Write Data to Unattached Lakehouses with Fabric Notebooks

by Prathy Kamasani

It’s one of those blog posts I write for my own reference as I often find myself needing this code. I hope it helps someone out there too 🙂

Regardless of which architecture we follow, during stages of data integration and transformation there’s always a step to move data from one location to another. And, we work with multiple tables, schemas, and even lake houses.Same goes with Fabric Notebooks. I often find myself in scenarios where I don’t want to attach Lakehouse to my notebook, but I do want to read or write data from various bakehouses.

I recently blogged about a way to achieve this as part of documenting your workspaces. In that post, I described how to write data to a workspace that was not attached to the notebook. I used MsSparkUtil(renamed to NotebookUtils) to mount and then write data in the Lakehouse as Delta tables.

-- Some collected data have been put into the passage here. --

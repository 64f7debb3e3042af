use actix_web::{web, HttpResponse};

use super::failure;
use crate::{
    models::{RecipeRequest, RecipeResponse, ReportQuery, ReportResponse},
    services::{recipe_service, report_service},
    store::Store,
};

#[utoipa::path(
    get,
    path = "/recipes",
    tag = "Recipes",
    responses(
        (status = 200, description = "All recipes", body = [RecipeResponse]),
        (status = 500, description = "Database error")
    )
)]
pub async fn list_recipes(store: web::Data<dyn Store>) -> HttpResponse {
    match recipe_service::list_recipes(store.get_ref()).await {
        Ok(recipes) => HttpResponse::Ok().json(
            recipes.into_iter().map(RecipeResponse::from).collect::<Vec<_>>(),
        ),
        Err(e) => failure("GET /recipes", e),
    }
}

#[utoipa::path(
    get,
    path = "/recipes/{id}",
    tag = "Recipes",
    params(("id" = String, Path, description = "Recipe id")),
    responses(
        (status = 200, description = "Recipe found", body = RecipeResponse),
        (status = 400, description = "Malformed id"),
        (status = 404, description = "Recipe not found")
    )
)]
pub async fn get_recipe(store: web::Data<dyn Store>, path: web::Path<String>) -> HttpResponse {
    match recipe_service::get_recipe(store.get_ref(), &path).await {
        Ok(recipe) => HttpResponse::Ok().json(RecipeResponse::from(recipe)),
        Err(e) => failure("GET /recipes/{id}", e),
    }
}

#[utoipa::path(
    post,
    path = "/recipes",
    tag = "Recipes",
    request_body = RecipeRequest,
    responses(
        (status = 201, description = "Recipe created", body = RecipeResponse),
        (status = 400, description = "Creator does not exist or missing fields")
    )
)]
pub async fn create_recipe(
    store: web::Data<dyn Store>,
    request: web::Json<RecipeRequest>,
) -> HttpResponse {
    log::info!("📝 POST /recipes - name: {}, createdBy: {}", request.name, request.created_by);

    match recipe_service::create_recipe(store.get_ref(), request.into_inner()).await {
        Ok(recipe) => HttpResponse::Created().json(RecipeResponse::from(recipe)),
        Err(e) => failure("POST /recipes", e),
    }
}

#[utoipa::path(
    put,
    path = "/recipes/{id}",
    tag = "Recipes",
    params(("id" = String, Path, description = "Recipe id")),
    request_body = RecipeRequest,
    responses(
        (status = 200, description = "Recipe updated", body = RecipeResponse),
        (status = 400, description = "Invalid request"),
        (status = 404, description = "Recipe not found")
    )
)]
pub async fn update_recipe(
    store: web::Data<dyn Store>,
    path: web::Path<String>,
    request: web::Json<RecipeRequest>,
) -> HttpResponse {
    log::info!("✏️  PUT /recipes/{}", path);

    match recipe_service::update_recipe(store.get_ref(), &path, request.into_inner()).await {
        Ok(recipe) => HttpResponse::Ok().json(RecipeResponse::from(recipe)),
        Err(e) => failure("PUT /recipes/{id}", e),
    }
}

#[utoipa::path(
    delete,
    path = "/recipes/{id}",
    tag = "Recipes",
    params(("id" = String, Path, description = "Recipe id")),
    responses(
        (status = 204, description = "Recipe deleted"),
        (status = 404, description = "Recipe not found"),
        (status = 500, description = "Database error")
    )
)]
pub async fn delete_recipe(store: web::Data<dyn Store>, path: web::Path<String>) -> HttpResponse {
    log::info!("🗑️  DELETE /recipes/{}", path);

    match recipe_service::delete_recipe(store.get_ref(), &path).await {
        Ok(()) => HttpResponse::NoContent().finish(),
        Err(e) => failure("DELETE /recipes/{id}", e),
    }
}

#[utoipa::path(
    get,
    path = "/recipes/report",
    tag = "Recipes",
    params(ReportQuery),
    responses(
        (status = 200, description = "Matching recipes and their count", body = ReportResponse),
        (status = 400, description = "Invalid user id or pattern")
    )
)]
pub async fn recipe_report(
    store: web::Data<dyn Store>,
    query: web::Query<ReportQuery>,
) -> HttpResponse {
    log::info!("📊 GET /recipes/report - {:?}", query.0);

    match report_service::generate_report(store.get_ref(), &query).await {
        Ok(report) => HttpResponse::Ok().json(report),
        Err(e) => failure("GET /recipes/report", e),
    }
}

# Define Lakehouse name and description. This will the LH where all documentation will be saved
LH_Name = "LH_Fabric_Documentation"
LH_desc = "Lakehouse for Fabric Documentation"

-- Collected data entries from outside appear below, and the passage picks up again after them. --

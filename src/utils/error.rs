use actix_web::{http::StatusCode, HttpResponse, ResponseError};
use mongodb::error::{ErrorKind, WriteFailure};
use thiserror::Error;

/// MongoDB server code for a unique index violation.
const DUPLICATE_KEY_CODE: i32 = 11000;

#[derive(Debug, Error)]
pub enum AppError {
    #[error("User already exists with this email")]
    DuplicateEmail,

    #[error("{0} not found")]
    NotFound(&'static str),

    #[error("User does not exist")]
    InvalidReference,

    #[error("Invalid ID format: {0}")]
    InvalidIdentifier(String),

    #[error("{0}")]
    ValidationFailure(String),

    #[error("Database error: {0}")]
    StoreUnavailable(String),
}

impl ResponseError for AppError {
    fn status_code(&self) -> StatusCode {
        match self {
            AppError::NotFound(_) => StatusCode::NOT_FOUND,
            AppError::StoreUnavailable(_) => StatusCode::INTERNAL_SERVER_ERROR,
            AppError::DuplicateEmail
            | AppError::InvalidReference
            | AppError::InvalidIdentifier(_)
            | AppError::ValidationFailure(_) => StatusCode::BAD_REQUEST,
        }
    }

    fn error_response(&self) -> HttpResponse {
        HttpResponse::build(self.status_code()).json(serde_json::json!({
            "success": false,
            "error": self.to_string()
        }))
    }
}

impl From<mongodb::error::Error> for AppError {
    fn from(e: mongodb::error::Error) -> Self {
        if is_duplicate_key(&e) {
            AppError::DuplicateEmail
        } else {
            AppError::StoreUnavailable(e.to_string())
        }
    }
}

impl From<mongodb::bson::de::Error> for AppError {
    fn from(e: mongodb::bson::de::Error) -> Self {
        AppError::StoreUnavailable(format!("malformed document: {}", e))
    }
}

// Inserts report the violation as a write error, findAndModify as a command error.
fn is_duplicate_key(e: &mongodb::error::Error) -> bool {
    match e.kind.as_ref() {
        ErrorKind::Write(WriteFailure::WriteError(write_error)) => {
            write_error.code == DUPLICATE_KEY_CODE
        }
        ErrorKind::Command(command_error) => command_error.code == DUPLICATE_KEY_CODE,
        _ => false,
    }
}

# Mount the Lakehouse for direct file system access
lakehouse = mssparkutils.lakehouse.get(LH_Name)
mssparkutils.fs.mount(lakehouse.get("properties").get("abfsPath"), f"/{LH_Name}")

# Retrieve and store local and ABFS paths of the mounted Lakehouse
local_path = mssparkutils.fs.getMountPath(f"/{LH_Name}")
lh_abfs_path = lakehouse.get("properties").get("abfsPath")
print(f'Local path: {local_path}')
print(f'ABFS path: {lh_abfs_path}')
-----
-----

Table_Name = "XXXX"
  spark_df_Fabric_all_items_type.write.format("delta").option("mergeSchema", "true").mode("append").save(f"{lh_abfs_path}/Tables/{Table_Name}")
    print(Table_Name, "created at :", f"{lh_abfs_path}/Tables/{Table_Name}")

In the above scenario, my Lakehouse and Notebooks were in the same workspace, and my Lakehouse was not enabled with schemas. I got errors when I tried the same approach when Lakehouse was in a different workspace. However, Aitor blogged in an elegant way as part of his blog post called “Databricks and Fabric — Writing to OneLake and ADLS Gen2,” which discusses how to read and write data with OneLake. We can use the same approach Aitor was using in the blog post.

workspace_id = "<workspace_id>"
lakehouse_id = "<lakehouse_id>"

# write data to Lakehouse
table_name = "XXXX"
df.write.format("delta").mode("overwrite").save(f"abfss://{workspace_id}@onelake.dfs.fabric.microsoft.com/{lakehouse_id}/Tables/"{table_name})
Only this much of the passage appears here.